In the future, even risk-prone savers will only be able to dream of a comparable return on investment. According to Beck, after deducting various costs, taxes and for inflation, such a portfolio would only generate annual gains of 0.01 percent. This does not allow for anything more than maintaining the money's purchasing power -- even when taking considerable risks. 
"The young generation is the big loser in this development," says Beck, "and they can count themselves lucky if they can purchase as much with their money later on as they can today." 
Indeed, these developments have deeply shaken Germans' belief that they can spend their golden years living a life of prosperity. It used to be that Germans could be fairly certain that they would be better off in old age than during any other phase of their lives. Today, they have to worry that Germany will also experience conditions such as those in the US, where over one-fifth of the country's senior citizens live in poverty. 

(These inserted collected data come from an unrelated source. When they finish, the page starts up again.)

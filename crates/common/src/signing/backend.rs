//! Trait definition for signing backends.

use error_stack::Report;

use crate::error::TrustCenterError;

/// Parameters of a sign call. `digest` is the SHA-256 of the content, never the content itself.
#[derive(Debug, Clone, Copy)]
pub struct SignCommand<'a> {
    pub key_id: &'a str,
    pub digest: &'a [u8],
    pub signing_algorithm: &'a str,
}

/// Parameters of a verify call.
#[derive(Debug, Clone, Copy)]
pub struct VerifyCommand<'a> {
    pub key_id: &'a str,
    pub digest: &'a [u8],
    pub signature: &'a [u8],
    pub signing_algorithm: &'a str,
}

/// Transport metadata the backend attaches to every response, in its native shape.
#[derive(Debug, Clone, PartialEq, Eq)]
pub struct ResponseEnvelope {
    pub http_status_code: u16,
    pub request_id: String,
    pub extended_request_id: Option<String>,
    pub cf_id: Option<String>,
    pub attempts: u32,
    pub total_retry_delay: u64,
}

#[derive(Debug, Clone)]
pub struct SignOutput {
    pub key_id: String,
    pub signature: Vec<u8>,
    pub signing_algorithm: String,
    pub envelope: ResponseEnvelope,
}

#[derive(Debug, Clone)]
pub struct VerifyOutput {
    pub key_id: String,
    pub signature_valid: bool,
    pub envelope: ResponseEnvelope,
}

/// Trait implemented by asymmetric signing services.
///
/// Implementations hold no per-request state and are shared across requests.
pub trait SigningBackend: Send + Sync {
    /// Short identifier used in logs (e.g. "ecdsa").
    fn backend_name(&self) -> &'static str;

    /// Sign `command.digest` with the key named by `command.key_id`.
    ///
    /// # Errors
    ///
    /// Returns an error if the key is unknown, the algorithm is unsupported or signing fails.
    fn sign(&self, command: &SignCommand<'_>) -> Result<SignOutput, Report<TrustCenterError>>;

    /// Check `command.signature` over `command.digest`.
    ///
    /// A signature that does not verify is reported as `signature_valid: false`, not as an error.
    ///
    /// # Errors
    ///
    /// Returns an error if the key is unknown or the algorithm is unsupported.
    fn verify(&self, command: &VerifyCommand<'_>) -> Result<VerifyOutput, Report<TrustCenterError>>;
}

It's little wonder that the looming pension crisis has startled politicians in Berlin. German parties across the political spectrum are working on a new pension concept, but they haven't made much headway.... 
Today's wage-earning generation cannot shoulder this kind of a dual burden, and both politicians and citizens must face up to a bitter reality: The problem of old-age poverty cannot be solved with just additional pension reforms, which merely redistribute the money between individual groups of wage-earners and retirees. Likewise, given the currently low yields on investments, expanding the private pension system wouldn't achieve much either.
Experts believe that anyone who wants to effectively combat old-age poverty must strengthen the very economic foundation of the pension system: employment. 
Employment which QE suppresses because of its negative impact on demand.